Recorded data
//! Unified logging initialization for pvsadm binaries
//!
//! Filter priority:
//! 1. CLI flags (`-v/-q`) - highest priority
//! 2. RUST_LOG environment variable
//! 3. Binary-specific defaults - lowest priority

use anyhow::Result;
use clap_verbosity_flag::{LogLevel, Verbosity};
use tracing_subscriber::{layer::SubscriberExt, util::SubscriberInitExt, EnvFilter};

/// Initialize logging with the specified verbosity level and default filter.
///
/// # Example
///
/// ```no_run
/// use clap::Parser;
/// use clap_verbosity_flag::{Verbosity, InfoLevel};
/// use pvsadm_common::logging;
///
/// #[derive(Parser)]
/// struct Args {
///     #[clap(flatten)]
///     verbosity: Verbosity<InfoLevel>,
/// }
///
/// let args = Args::parse();
/// logging::init_logging(&args.verbosity, "pvsadm=info").unwrap();
/// ```
pub fn init_logging<L: LogLevel>(verbosity: &Verbosity<L>, default_filter: &str) -> Result<()> {
    let filter = build_filter(verbosity.log_level(), std::env::var("RUST_LOG").ok(), default_filter)?;

    tracing_subscriber::registry()
        .with(filter)
        .with(
            tracing_subscriber::fmt::layer()
                .with_target(false)
                .with_writer(std::io::stderr)
                .compact(),
        )
        .try_init()?;

    Ok(())
}

/// Resolve the effective filter from flags, `RUST_LOG` and the default.
fn build_filter(
    flag_level: Option<clap_verbosity_flag::Level>,
    rust_log: Option<String>,
    default_filter: &str,
) -> Result<EnvFilter> {
    if let Some(level) = flag_level {
        return Ok(EnvFilter::try_new(level.to_string().to_lowercase())?);
    }

    match rust_log {
        Some(directives) if !directives.is_empty() => Ok(EnvFilter::try_new(directives)
            .unwrap_or_else(|_| EnvFilter::new(default_filter))),
        _ => Ok(EnvFilter::try_new(default_filter)?),
    }
}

■ TASK TO CARRY OUT ■
Filter the records for the word "priority" and show every line that has it.

■ SOLUTION ■
//! Filter priority:
//! 1. CLI flags (`-v/-q`) - highest priority
//! 3. Binary-specific defaults - lowest priority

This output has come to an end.